**WHAT YOU HAVE TO DO:** Scan the data below and give the number of lines that include the word "gems", with no other words.

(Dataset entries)
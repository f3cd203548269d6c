//! Game configuration: factory defaults and economy tuning.
//!
//! All tuning values live in one [`GameConfig`] so the assembly seam decides
//! them once. Configs can be loaded from a RON data file or taken from
//! [`Default`].

use crate::clock::Seconds;
use serde::Deserialize;
use std::path::{Path, PathBuf};

/// Errors that can occur while loading a config file.
#[derive(Debug, thiserror::Error)]
pub enum ConfigError {
    /// An I/O error occurred reading the file.
    #[error(transparent)]
    Io(#[from] std::io::Error),

    /// The file could not be parsed as a `GameConfig`.
    #[error("parse error in {file}: {detail}")]
    Parse { file: PathBuf, detail: String },
}

/// Template for newly created factories.
#[derive(Debug, Clone, PartialEq, Deserialize)]
#[serde(default)]
pub struct FactorySpec {
    /// Starting upgrade level.
    pub level: u32,

    /// Starting gems-per-second. The default is deliberately tiny;
    /// upgrading reassigns the rate from the level.
    pub production_rate: f64,

    /// Cost of one upgrade, in gems. Static across levels (see DESIGN.md
    /// open questions).
    pub upgrade_cost: u64,

    /// Terminal level. Upgrades at this level always fail.
    pub max_level: u32,
}

impl Default for FactorySpec {
    fn default() -> Self {
        Self {
            level: 1,
            production_rate: 1e-7,
            upgrade_cost: 20,
            max_level: 3,
        }
    }
}

/// Process-wide economy tuning.
#[derive(Debug, Clone, PartialEq, Deserialize)]
#[serde(default)]
pub struct GameConfig {
    /// Template for the first-run factory and every built factory.
    pub starting_factory: FactorySpec,

    /// Cost of building an additional factory, in gems.
    pub build_cost: u64,

    /// Hard cap on the number of factories.
    pub max_factories: usize,

    /// Accumulated real time required to fire one production tick.
    pub tick_interval: Seconds,

    /// Global gems-per-second rate used for offline catch-up. Catch-up
    /// deliberately uses one global rate rather than per-factory rates
    /// (see DESIGN.md open questions).
    pub offline_rate: f64,
}

impl Default for GameConfig {
    fn default() -> Self {
        Self {
            starting_factory: FactorySpec::default(),
            build_cost: 10,
            max_factories: 100,
            tick_interval: 1.0,
            offline_rate: 1e-7,
        }
    }
}

impl GameConfig {
    /// Load a config from a RON file. Missing fields fall back to defaults.
    pub fn load_ron(path: &Path) -> Result<Self, ConfigError> {
        let content = std::fs::read_to_string(path)?;
        ron::from_str(&content).map_err(|e| ConfigError::Parse {
            file: path.to_path_buf(),
            detail: e.to_string(),
        })
    }
}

**SOLUTION FOR THIS TASK:** 4